I just realized…nobody asked me what the music was that I used in my combat prototype, nor said anything about it positively or negatively.
First, I’d like to thank everybody who sent feedback! I got some great stuff.
The overall response was pretty positive. I am encouraged, and will continue to develop the prototype. I will also be making the following changes:
1. I’ll be adding A* to all units so they can pathfind better.
2. I’ll be beefing up the resolution to 800×600. I’ve needed to do this for a while, but I liked 512×384 because of the nostalgia factor (which I’ve already discussed) and because screenshots in that resolution fit on my webpage really well. But it’s time to get unstupid about this and give myself some more screen real estate to work with.
3. I will be adding the ability to change a unit’s orders on the fly. I will probably implement this by allowing the player to press the spacebar to pause the game, after which clicking on one of your units will dump their orders and allow you to give new orders.
4. I will add a radial menu or a movable command card to make it so that you don’t have to continually click on one side of the screen, then the other.
I may also add some features like casting simple spells (probably the same ones from Inaria). I don’t want to turn this into its own game, but I do want to get it to the point where people think it’s really fun before I consider the system “done”.
The combat prototype is here. Please read the rest of this page before attempting to play it! Really!
Installation: Download the zipfile to your computer and uncompress it to a folder, preserving its internal folder structure. Then run StarRevolution.exe.
This game runs pretty much in real time, so combats happen fast. When the game starts you are presented with a combat arena.
Your four gladiators are at the bottom of the screen and the four computer-controlled enemies are at the top. On the right side you can see the interface. The top half of the interface shows the statistics of your units.
Shows the number of hitpoints the unit has remaining. This is also shown by the red bar on the bottom of each enemy unit in the arena window.
Shows how fast the unit is. Faster units both move faster and attack faster.
Shows how good the unit is at making melee attacks.
Shows how good the unit is at making missile attacks.
On the bottom half, you see the command card for your units. This card will only show up if a unit needs orders. The unit that requires orders will have a white flashing circle around it.
This icon is for movement. Move your mouse to the arena window and you will see how long (in real seconds) it will take for that movement to move to where the mouse cursor currently is. Click in the arena window where you want your unit to move. Once you give a unit a move order, that unit will not require any more orders until it gets to its destination (or is blocked). Units can move over dead units, but not through each other. A unit that tries to move through another unit (enemy or friendly) is blocked and will need new orders.
This icon is to make a melee attack. Click on it and then move your mouse to the arena window.
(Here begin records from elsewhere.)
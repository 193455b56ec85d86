use crate::config::GeometryConfig;
use crate::geometries::collision::collide_with;
use crate::geometries::geometry2d_bounding_box::BoundingBox2D;
use crate::geometries::intersection::intersections_with;
use crate::geometries::point::Point;
use crate::geometries::point_pair::PointPair;
use crate::geometries::shape::Shape;

/// A local-space shape attached to an entity position
///
/// World bounds are cached and only change through [`Collider::recompute_bounds`],
/// which the owning system calls once per frame after moving the entity.
#[derive(Debug, Clone)]
pub struct Collider {
    shape: Shape,
    position: Point,
    bounds: BoundingBox2D,
}

impl Collider {
    /// Create a collider at the origin
    pub fn new(shape: Shape) -> Self {
        Self::at(shape, Point::zeros())
    }

    pub fn at(shape: Shape, position: Point) -> Self {
        let bounds = shape.bounds().translate(position);
        Self {
            shape,
            position,
            bounds,
        }
    }

    /// Local-space shape
    pub fn shape(&self) -> &Shape {
        &self.shape
    }

    pub fn position(&self) -> Point {
        self.position
    }

    /// Cached world-space bounds as of the last recompute
    pub fn bounds(&self) -> BoundingBox2D {
        self.bounds
    }

    /// Move the collider and re-derive its world bounds
    pub fn recompute_bounds(&mut self, position: Point) {
        self.position = position;
        self.bounds = self.shape.bounds().translate(position);
    }

    /// The shape placed at the current position
    pub fn world_shape(&self) -> Shape {
        self.shape.translate(self.position)
    }

    pub fn collides_with(&self, other: &Collider) -> bool {
        self.collides_with_at(other, self.position)
    }

    /// Speculative test: would this collider hit `other` if it stood at `position`?
    pub fn collides_with_at(&self, other: &Collider, position: Point) -> bool {
        let config = GeometryConfig::default();
        // Bounds of lines and rays are infinite; the cheap reject only applies to finite boxes
        let moved_bounds = self.shape.bounds().translate(position).expand(config.epsilon.sqrt());
        if moved_bounds.is_finite() && other.bounds.is_finite() && !moved_bounds.intersects(&other.bounds) {
            return false;
        }
        collide_with(&self.shape, &other.shape, position, other.position, &config)
    }

    /// Where a world-space pair meets this collider's outline
    pub fn intersections(&self, pair: &PointPair) -> Vec<Point> {
        intersections_with(pair, &[self.world_shape()], &GeometryConfig::default())
    }
}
Move your mouse over enemy units and you’ll see them highlighted with a red flashing circle. Click on an enemy unit to attack them. If the enemy unit is out of range, your unit will automatically move to intercept the enemy unit before attacking. Once your unit is in range, your unit will make one melee attack against its enemy, and then require new orders. If you want one of your units to stay on an enemy until dead, use the Engage version of this command.
This icon is to make a missile attack. Click on it and then move your mouse to the arena window. Move your mouse over enemy units and you’ll see them highlighted with a red circle. Click on an enemy unit to attack them. Missile fire can hit anyone anywhere in the arena. Your unit will make one missile attack at the enemy and then need new orders. If you want one of your units to fire at an enemy until dead, use the Engage version of this command.
This icon will make a unit engage and melee. The unit will intercept its enemy as before, and once it does it will make melee attacks against that enemy until dead (or until it has an attack cancelled; see below). The downside of this command is that you lose control of the unit – it will not take new orders until it kills its target or has its command cancelled.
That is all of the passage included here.